Il dirigente scolastico farà la scelta in base al piano dell’offerta formativa della scuola, l’incarico avrà durata triennale e sarà rinnovato se ancora coerente con il Poft. Dovrà tenere conto, nella scelta, del curriculum, delle esperienze e delle competenze professionali, potrà svolgere anche dei colloqui, ma non sono obbligatori. Il contratto si perfeziona con l’accettazione da parte del docente

Un sesto articolo recepisce le disposizioni sulle precedenze previste dalla legge 104 del 1992, legge che dispone la inamovibilità d’ufficio per i docenti portatori di handicap e per coloro che assistono un parente portatore di handicap grave. La bozza di articolato, peraltro, non fa alcuna menzione delle precedenze previste da altre leggi. Che però non sono state abrogate espressamente dalla legge 107. E siccome tali precedenze derivano da leggi speciali, dovrebbero necessariamente essere recepite nell’articolato.

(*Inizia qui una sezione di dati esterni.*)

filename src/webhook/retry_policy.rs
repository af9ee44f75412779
//! Retry policy for webhook deliveries.
//!
//! Exponential backoff: the wait after failed attempt `r` (0-based) is
//! `initial_backoff * multiplier^r`, capped at `max_backoff`.

use crate::config::WebhookSettings;
use std::time::Duration;

#[derive(Debug, Clone)]
pub struct RetryPolicy {
    /// Total attempts, the first one included.
    pub max_attempts: u32,
    pub initial_backoff: Duration,
    pub max_backoff: Duration,
    pub backoff_multiplier: f64,
}

impl RetryPolicy {
    pub fn new(settings: &WebhookSettings) -> Self {
        Self {
            max_attempts: settings.max_retries.max(1),
            initial_backoff: Duration::from_millis(settings.initial_backoff_ms),
            max_backoff: Duration::from_millis(settings.max_backoff_ms),
            ..Self::default()
        }
    }

    /// Wait before the attempt that follows failed attempt `retry_index`.
    pub fn backoff(&self, retry_index: u32) -> Duration {
        let factor = self.backoff_multiplier.powi(retry_index as i32);
        let backoff = self.initial_backoff.as_secs_f64() * factor;
        Duration::from_secs_f64(backoff.min(self.max_backoff.as_secs_f64()))
    }

    /// Whether another attempt follows failed attempt `retry_index`.
    pub fn has_next_attempt(&self, retry_index: u32) -> bool {
        retry_index + 1 < self.max_attempts
    }
}

impl Default for RetryPolicy {
    fn default() -> Self {
        Self {
            max_attempts: 3,
            initial_backoff: Duration::from_secs(1),
            max_backoff: Duration::from_secs(60),
            backoff_multiplier: 2.0,
        }
    }
}

#[cfg(test)]
mod tests {
    use super::*;

    #[test]
    fn test_default() {
        let policy = RetryPolicy::default();
        assert_eq!(policy.max_attempts, 3);
        assert_eq!(policy.initial_backoff, Duration::from_secs(1));
        assert_eq!(policy.backoff_multiplier, 2.0);
    }

    #[test]
    fn test_new_from_settings() {
        let settings = WebhookSettings {
            max_retries: 5,
            initial_backoff_ms: 250,
            max_backoff_ms: 1000,
            ..Default::default()
        };
        let policy = RetryPolicy::new(&settings);
        assert_eq!(policy.max_attempts, 5);
        assert_eq!(policy.initial_backoff, Duration::from_millis(250));
        assert_eq!(policy.max_backoff, Duration::from_millis(1000));
    }

    #[test]
    fn test_zero_retries_still_attempts_once() {
        let settings = WebhookSettings {
            max_retries: 0,
            ..Default::default()
        };
        assert_eq!(RetryPolicy::new(&settings).max_attempts, 1);
    }

    #[test]
    fn test_backoff_doubles() {
        let policy = RetryPolicy::default();
        assert_eq!(policy.backoff(0), Duration::from_secs(1));
        assert_eq!(policy.backoff(1), Duration::from_secs(2));
        assert_eq!(policy.backoff(2), Duration::from_secs(4));
        assert_eq!(policy.backoff(3), Duration::from_secs(8));
    }

    #[test]
    fn test_backoff_capped() {
        let policy = RetryPolicy {
            max_backoff: Duration::from_secs(5),
            ..Default::default()
        };
        assert_eq!(policy.backoff(2), Duration::from_secs(4));
        assert_eq!(policy.backoff(3), Duration::from_secs(5));
        assert_eq!(policy.backoff(20), Duration::from_secs(5));
    }

    #[test]
    fn test_no_backoff_after_final_attempt() {
        let policy = RetryPolicy::default();
        assert!(policy.has_next_attempt(0));
        assert!(policy.has_next_attempt(1));
        assert!(!policy.has_next_attempt(2));
    }
}
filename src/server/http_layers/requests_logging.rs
//! Request logging middleware

use super::super::state::ServerState;
use crate::server::metrics::record_http_request;
use axum::extract::State;
use axum::{
    body::Body,
    http::{header::HeaderMap, Request, Response, StatusCode},
    middleware::Next,
    response::IntoResponse,
};
use std::time::Instant;
use tracing::{error, info};

#[derive(PartialEq, PartialOrd, Clone, Debug, Default, clap::ValueEnum)]
pub enum RequestsLoggingLevel {
    None,
    #[default]
    Path,
    Headers,
    Body,
}

impl std::fmt::Display for RequestsLoggingLevel {
    fn fmt(&self, f: &mut std::fmt::Formatter<'_>) -> std::fmt::Result {
        write!(f, "{:?}", self)
    }
}

const MAX_LOGGABLE_BODY_LENGTH: usize = 1024;

enum ContentLength {
    Known(usize),
    Unknown(&'static str),
}

fn content_length(headers: &HeaderMap) -> ContentLength {
    let Some(value) = headers.get("content-length") else {
        return ContentLength::Unknown("Content-length not set.");
    };
    let Ok(str_value) = value.to_str() else {
        return ContentLength::Unknown("Could not get Content-length string value.");
    };
    match str_value.parse::<usize>() {
        Ok(size) => ContentLength::Known(size),
        Err(_) => ContentLength::Unknown("Could not parse Content-length numeric value."),
    }
}

fn internal_error() -> Response<Body> {
    (StatusCode::INTERNAL_SERVER_ERROR, "Internal Server Error").into_response()
}

/// Buffers a small body so it can be logged and handed on unchanged.
async fn log_body(label: &str, headers: &HeaderMap, body: Body) -> Result<Body, ()> {
    match content_length(headers) {
        ContentLength::Unknown(reason) => {
            info!("  {} Body: {}", label, reason);
            Ok(body)
        }
        ContentLength::Known(size) if size < MAX_LOGGABLE_BODY_LENGTH => {
            let bytes = axum::body::to_bytes(body, size).await.map_err(|err| {
                error!("Failed to read {} body: {:?}", label, err);
            })?;
            info!("  {} Body:\n{}", label, String::from_utf8_lossy(&bytes));
            Ok(Body::from(bytes))
        }
        ContentLength::Known(size) => {
            info!("  {} Body: Too big to log ({} bytes)", label, size);
            Ok(body)
        }
    }
}

pub async fn log_requests(
    State(state): State<ServerState>,
    mut request: Request<Body>,
    next: Next,
) -> impl IntoResponse {
    let level = state.config.requests_logging_level.clone();
    let start = Instant::now();

    let method = request.method().to_string();
    let uri = request.uri().to_string();
    let path = request.uri().path().to_string();

    if level > RequestsLoggingLevel::None {
        info!(">>> {} {}", method, uri);
    }

    if level >= RequestsLoggingLevel::Headers {
        info!("  Req Headers:");
        for (name, value) in request.headers().iter() {
            info!("    {:?}: {:?}", name, value);
        }
    }

    if level >= RequestsLoggingLevel::Body {
        let (parts, body) = request.into_parts();
        let Ok(body) = log_body("Req", &parts.headers, body).await else {
            return internal_error();
        };
        request = Request::from_parts(parts, body);
    }

    let mut response = next.run(request).await;

    if level >= RequestsLoggingLevel::Headers {
        info!("  Resp Headers:");
        for (name, value) in response.headers().iter() {
            info!("    {:?}: {:?}", name, value);
        }
    }

    if level >= RequestsLoggingLevel::Body {
        let (parts, body) = response.into_parts();
        let Ok(body) = log_body("Resp", &parts.headers, body).await else {
            return internal_error();
        };
        response = Response::from_parts(parts, body);
    }

    let status = response.status().as_u16();
    let duration = start.elapsed();

    if level > RequestsLoggingLevel::None {
        info!("<<< {} ({}ms)", status, duration.as_millis());
    }

    record_http_request(&method, &path, status, duration);

    response
}
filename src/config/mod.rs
mod file_config;

pub use file_config::{FileConfig, LeaseConfig, WebhookConfig, WorkerConfig};

use crate::server::RequestsLoggingLevel;
use anyhow::{bail, Result};
use clap::ValueEnum;
use std::path::PathBuf;
use std::time::Duration;

/// CLI arguments that can be used for config resolution.
/// This struct mirrors the CLI arguments that can be overridden by TOML config.
#[derive(Debug, Clone, Default)]
pub struct CliConfig {
    pub db_dir: Option<PathBuf>,
    pub port: u16,
    pub logging_level: RequestsLoggingLevel,
    pub namespace: Option<String>,
    pub task_kind: Option<String>,
    pub workers: Option<usize>,
    pub task_timeout_sec: Option<u64>,
    pub webhook_secret: Option<String>,
}

#[derive(Debug, Clone)]
pub struct AppConfig {
    pub db_dir: PathBuf,
    pub port: u16,
    pub logging_level: RequestsLoggingLevel,

    pub service: ServiceSettings,
}

/// Everything `TaskService` needs, independent of where it came from.
#[derive(Debug, Clone, PartialEq)]
pub struct ServiceSettings {
    /// Lane key prefix and first segment of task ids.
    pub namespace: String,
    /// Second segment of task ids.
    pub task_kind: String,
    pub worker: WorkerSettings,
    pub webhook: WebhookSettings,
    pub lease: LeaseSettings,
}

impl Default for ServiceSettings {
    fn default() -> Self {
        Self {
            namespace: "agent".to_string(),
            task_kind: "task".to_string(),
            worker: WorkerSettings::default(),
            webhook: WebhookSettings::default(),
            lease: LeaseSettings::default(),
        }
    }
}

#[derive(Debug, Clone, PartialEq)]
pub struct WorkerSettings {
    pub count: usize,
    pub idle_poll_ms: u64,
    pub backend_retry_ms: u64,
    pub task_timeout_sec: u64,
    pub heartbeat_interval_sec: u64,
}

impl WorkerSettings {
    pub fn idle_poll(&self) -> Duration {
        Duration::from_millis(self.idle_poll_ms)
    }

    pub fn backend_retry(&self) -> Duration {
        Duration::from_millis(self.backend_retry_ms)
    }

    pub fn task_timeout(&self) -> Duration {
        Duration::from_secs(self.task_timeout_sec)
    }

    pub fn heartbeat_interval(&self) -> Duration {
        Duration::from_secs(self.heartbeat_interval_sec.max(1))
    }
}

impl Default for WorkerSettings {
    fn default() -> Self {
        Self {
            count: 4,
            idle_poll_ms: 1000,
            backend_retry_ms: 5000,
            task_timeout_sec: 300,
            heartbeat_interval_sec: 15,
        }
    }
}

#[derive(Debug, Clone, PartialEq)]
pub struct WebhookSettings {
    /// HMAC key. Deliveries are unsigned without one.
    pub secret: Option<String>,
    /// Total attempts per delivery.
    pub max_retries: u32,
    pub attempt_timeout_ms: u64,
    pub initial_backoff_ms: u64,
    pub max_backoff_ms: u64,
}

impl WebhookSettings {
    pub fn attempt_timeout(&self) -> Duration {
        Duration::from_millis(self.attempt_timeout_ms)
    }
}

impl Default for WebhookSettings {
    fn default() -> Self {
        Self {
            secret: None,
            max_retries: 3,
            attempt_timeout_ms: 10_000,
            initial_backoff_ms: 1000,
            max_backoff_ms: 60_000,
        }
    }
}

#[derive(Debug, Clone, PartialEq)]
pub struct LeaseSettings {
    pub stale_after_sec: u64,
    pub reap_interval_sec: u64,
}

impl LeaseSettings {
    pub fn stale_after(&self) -> Duration {
        Duration::from_secs(self.stale_after_sec)
    }

    pub fn reap_interval(&self) -> Duration {
        Duration::from_secs(self.reap_interval_sec.max(1))
    }
}

impl Default for LeaseSettings {
    fn default() -> Self {
        Self {
            stale_after_sec: 120,
            reap_interval_sec: 30,
        }
    }
}

impl AppConfig {
    /// Resolve configuration from CLI arguments and optional TOML file config.
    /// TOML values override CLI values where present.
    pub fn resolve(cli: &CliConfig, file_config: Option<FileConfig>) -> Result<Self> {
        let file = file_config.unwrap_or_default();

        let db_dir = file
            .db_dir
            .map(PathBuf::from)
            .or_else(|| cli.db_dir.clone())
            .ok_or_else(|| {
                anyhow::anyhow!("db_dir must be specified via --db-dir or in config file")
            })?;

        if !db_dir.exists() {
            bail!("Database directory does not exist: {:?}", db_dir);
        }
        if !db_dir.is_dir() {
            bail!("db_dir is not a directory: {:?}", db_dir);
        }

        let port = file.port.unwrap_or(cli.port);
        let logging_level = file
            .logging_level
            .and_then(|s| parse_logging_level(&s))
            .unwrap_or_else(|| cli.logging_level.clone());

        let defaults = ServiceSettings::default();
        let namespace = file
            .namespace
            .or_else(|| cli.namespace.clone())
            .unwrap_or(defaults.namespace);
        let task_kind = file
            .task_kind
            .or_else(|| cli.task_kind.clone())
            .unwrap_or(defaults.task_kind);
        for (name, value) in [("namespace", &namespace), ("task_kind", &task_kind)] {
            if value.is_empty() || value.contains(':') {
                bail!("{} must be non-empty and must not contain ':'", name);
            }
        }

        let worker_file = file.worker.unwrap_or_default();
        let worker = WorkerSettings {
            count: worker_file
                .count
                .or(cli.workers)
                .unwrap_or(defaults.worker.count),
            idle_poll_ms: worker_file
                .idle_poll_ms
                .unwrap_or(defaults.worker.idle_poll_ms),
            backend_retry_ms: worker_file
                .backend_retry_ms
                .unwrap_or(defaults.worker.backend_retry_ms),
            task_timeout_sec: worker_file
                .task_timeout_sec
                .or(cli.task_timeout_sec)
                .unwrap_or(defaults.worker.task_timeout_sec),
            heartbeat_interval_sec: worker_file
                .heartbeat_interval_sec
                .unwrap_or(defaults.worker.heartbeat_interval_sec),
        };
        if worker.count == 0 {
            bail!("worker count must be at least 1");
        }
        if worker.task_timeout_sec == 0 {
            bail!("task_timeout_sec must be at least 1");
        }

        let webhook_file = file.webhook.unwrap_or_default();
        let webhook = WebhookSettings {
            secret: webhook_file
                .secret
                .or_else(|| cli.webhook_secret.clone())
                .filter(|s| !s.is_empty()),
            max_retries: webhook_file
                .max_retries
                .unwrap_or(defaults.webhook.max_retries),
            attempt_timeout_ms: webhook_file
                .attempt_timeout_ms
                .unwrap_or(defaults.webhook.attempt_timeout_ms),
            initial_backoff_ms: webhook_file
                .initial_backoff_ms
                .unwrap_or(defaults.webhook.initial_backoff_ms),
            max_backoff_ms: webhook_file
                .max_backoff_ms
                .unwrap_or(defaults.webhook.max_backoff_ms),
        };

        let lease_file = file.lease.unwrap_or_default();
        let lease = LeaseSettings {
            stale_after_sec: lease_file
                .stale_after_sec
                .unwrap_or(defaults.lease.stale_after_sec),
            reap_interval_sec: lease_file
                .reap_interval_sec
                .unwrap_or(defaults.lease.reap_interval_sec),
        };
        if lease.stale_after_sec <= worker.heartbeat_interval_sec {
            bail!(
                "lease stale_after_sec ({}) must exceed the worker heartbeat interval ({})",
                lease.stale_after_sec,
                worker.heartbeat_interval_sec
            );
        }

        Ok(Self {
            db_dir,
            port,
            logging_level,
            service: ServiceSettings {
                namespace,
                task_kind,
                worker,
                webhook,
                lease,
            },
        })
    }

    pub fn tasks_db_path(&self) -> PathBuf {
        self.db_dir.join("tasks.db")
    }

    pub fn queue_db_path(&self) -> PathBuf {
        self.db_dir.join("queue.db")
    }

    pub fn history_db_path(&self) -> PathBuf {
        self.db_dir.join("history.db")
    }
}

/// Parses a logging level string into RequestsLoggingLevel.
fn parse_logging_level(s: &str) -> Option<RequestsLoggingLevel> {
    RequestsLoggingLevel::from_str(s, true).ok()
}
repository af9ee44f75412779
mod requests_logging;

pub use requests_logging::{log_requests, RequestsLoggingLevel};
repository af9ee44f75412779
//! Built-in work units.

pub mod measurement_snapshot;

pub use measurement_snapshot::MeasurementSnapshot;

use crate::error::TaskResult;
use crate::worker::WorkUnitRegistry;
use std::sync::Arc;

/// Registry with every built-in unit.
pub fn default_registry() -> TaskResult<WorkUnitRegistry> {
    let mut registry = WorkUnitRegistry::new();
    registry.register(Arc::new(MeasurementSnapshot))?;
    Ok(registry)
}
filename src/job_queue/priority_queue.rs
//! Three-lane priority queue over a `QueueBackend`.
//!
//! Lanes are drained strictly in order high, medium, low. Within a lane the
//! order is FIFO. Low lane entries can starve while higher lanes stay busy.

use super::backend::QueueBackend;
use crate::error::{TaskError, TaskResult};
use chrono::{DateTime, Utc};
use serde::{Deserialize, Serialize};
use std::fmt;
use std::sync::Arc;
use tracing::warn;

#[derive(Debug, Clone, Copy, PartialEq, Eq, Hash, Serialize, Deserialize)]
#[serde(rename_all = "snake_case")]
pub enum Lane {
    High,
    Medium,
    Low,
}

impl Lane {
    /// Lanes in dequeue order.
    pub const ALL: [Lane; 3] = [Lane::High, Lane::Medium, Lane::Low];

    pub fn as_str(&self) -> &'static str {
        match self {
            Lane::High => "high",
            Lane::Medium => "medium",
            Lane::Low => "low",
        }
    }
}

impl fmt::Display for Lane {
    fn fmt(&self, f: &mut fmt::Formatter<'_>) -> fmt::Result {
        f.write_str(self.as_str())
    }
}

/// One unit of queued work, serialized as JSON into the backend list.
#[derive(Debug, Clone, PartialEq, Serialize, Deserialize)]
pub struct QueueEntry {
    pub job_id: String,
    /// Selects the work unit that handles this entry.
    pub command_id: String,
    pub payload: serde_json::Value,
    pub priority: Lane,
    pub enqueued_at: DateTime<Utc>,
}

impl QueueEntry {
    pub fn new(
        job_id: impl Into<String>,
        command_id: impl Into<String>,
        payload: serde_json::Value,
        priority: Lane,
    ) -> Self {
        QueueEntry {
            job_id: job_id.into(),
            command_id: command_id.into(),
            payload,
            priority,
            enqueued_at: Utc::now(),
        }
    }
}

pub struct PriorityJobQueue {
    backend: Arc<dyn QueueBackend>,
    key_prefix: String,
}

impl PriorityJobQueue {
    pub fn new(backend: Arc<dyn QueueBackend>) -> Self {
        Self::with_key_prefix(backend, "queue")
    }

    /// Lane lists are stored under `<key_prefix>:<lane>`.
    pub fn with_key_prefix(backend: Arc<dyn QueueBackend>, key_prefix: impl Into<String>) -> Self {
        PriorityJobQueue {
            backend,
            key_prefix: key_prefix.into(),
        }
    }

    pub fn lane_key(&self, lane: Lane) -> String {
        format!("{}:{}", self.key_prefix, lane)
    }

    /// Appends `entry` to the tail of `lane`. The entry's own `priority`
    /// field is overwritten with `lane`.
    pub fn enqueue(&self, lane: Lane, mut entry: QueueEntry) -> TaskResult<()> {
        entry.priority = lane;
        let raw = serde_json::to_string(&entry)
            .map_err(|e| TaskError::Validation(format!("unserializable queue entry: {}", e)))?;
        self.backend
            .push_back(&self.lane_key(lane), &raw)
            .map_err(TaskError::backend)
    }

    /// Pops the head of the highest non-empty lane. Malformed entries are
    /// logged and dropped.
    pub fn dequeue(&self) -> TaskResult<Option<QueueEntry>> {
        for lane in Lane::ALL {
            let key = self.lane_key(lane);
            while let Some(raw) = self.backend.pop_front(&key).map_err(TaskError::backend)? {
                match serde_json::from_str::<QueueEntry>(&raw) {
                    Ok(entry) => return Ok(Some(entry)),
                    Err(e) => {
                        warn!("Dropping malformed entry from lane {}: {}", lane, e);
                    }
                }
            }
        }
        Ok(None)
    }

    /// Approximate, may be stale by the time the caller reads it.
    pub fn size(&self, lane: Lane) -> TaskResult<usize> {
        self.backend
            .len(&self.lane_key(lane))
            .map_err(TaskError::backend)
    }

    /// Best-effort removal by job id across all lanes.
    ///
    /// Returns false if no lane holds the job, including when a worker popped
    /// it between the scan and the delete.
    pub fn remove(&self, job_id: &str) -> TaskResult<bool> {
        for lane in Lane::ALL {
            let key = self.lane_key(lane);
            let entries = self.backend.entries(&key).map_err(TaskError::backend)?;
            for (entry_id, raw) in entries {
                let entry = match serde_json::from_str::<QueueEntry>(&raw) {
                    Ok(entry) => entry,
                    Err(e) => {
                        warn!("Skipping malformed entry {} in lane {}: {}", entry_id, lane, e);
                        continue;
                    }
                };
                if entry.job_id == job_id
                    && self
                        .backend
                        .delete_entry(&key, entry_id)
                        .map_err(TaskError::backend)?
                {
                    return Ok(true);
                }
            }
        }
        Ok(false)
    }
}
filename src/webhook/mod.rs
//! Outbound task notifications: signing, retries and delivery.

mod delivery;
mod notifier;
mod retry_policy;
mod signature;

pub use delivery::{DeliveryReport, WebhookDeliveryService, WebhookPayload};
pub use notifier::WebhookNotifier;
pub use retry_policy::RetryPolicy;
pub use signature::{canonical_json, sign, verify, SIGNATURE_HEADER};
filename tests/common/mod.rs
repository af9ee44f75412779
//! Common test infrastructure
//!
//! Tests should only import from this module, not from internal submodules.
//!
//! # Example
//!
//! ```no_run
//! mod common;
//! use common::{TestClient, TestServer};
//! use reqwest::StatusCode;
//!
//! #[tokio::test]
//! async fn test_submit() {
//!     let server = TestServer::spawn().await;
//!     let client = TestClient::new(server.base_url.clone());
//!
//!     let response = client.submit_snapshot(&[10.0]).await;
//!     assert_eq!(response.status(), StatusCode::ACCEPTED);
//! }
//! ```

// Each test binary uses a different subset of the helpers
#![allow(dead_code)]

mod client;
mod constants;
mod server;

pub use client::TestClient;
pub use constants::*;
pub use server::TestServer;
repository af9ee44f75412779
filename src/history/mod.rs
//! Per-owner time series of measurements written by work units.

mod models;
mod schema;
mod store;

pub use models::{HistoryQuery, HistoryRecord, Measurement};
pub use schema::HISTORY_VERSIONED_SCHEMAS;
pub use store::{validate_measurement, HistoryStore, SqliteHistoryStore};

È il caso delle precedenze previste per i coniugi di militari trasferiti d’ufficio, oppure di quelle previste per gli amministratori locali. La bozza disciplina anche le procedure di conferimento degli incarichi. L’articolo 8 indicherà le modalità di intervento degli uffici scolastici regionali in caso di inerzia da parte dei dirigenti scolastici nel conferimento degli incarichi, disciplinando le procedure da adottare nel caso in cui un docente o più docenti non dovessero essere stati scelti da alcun dirigente scolastico ai fini del trattamento d’ufficio. L’articolo 9 della sequenza regolerà la mobilità dei docenti titolari di incarico.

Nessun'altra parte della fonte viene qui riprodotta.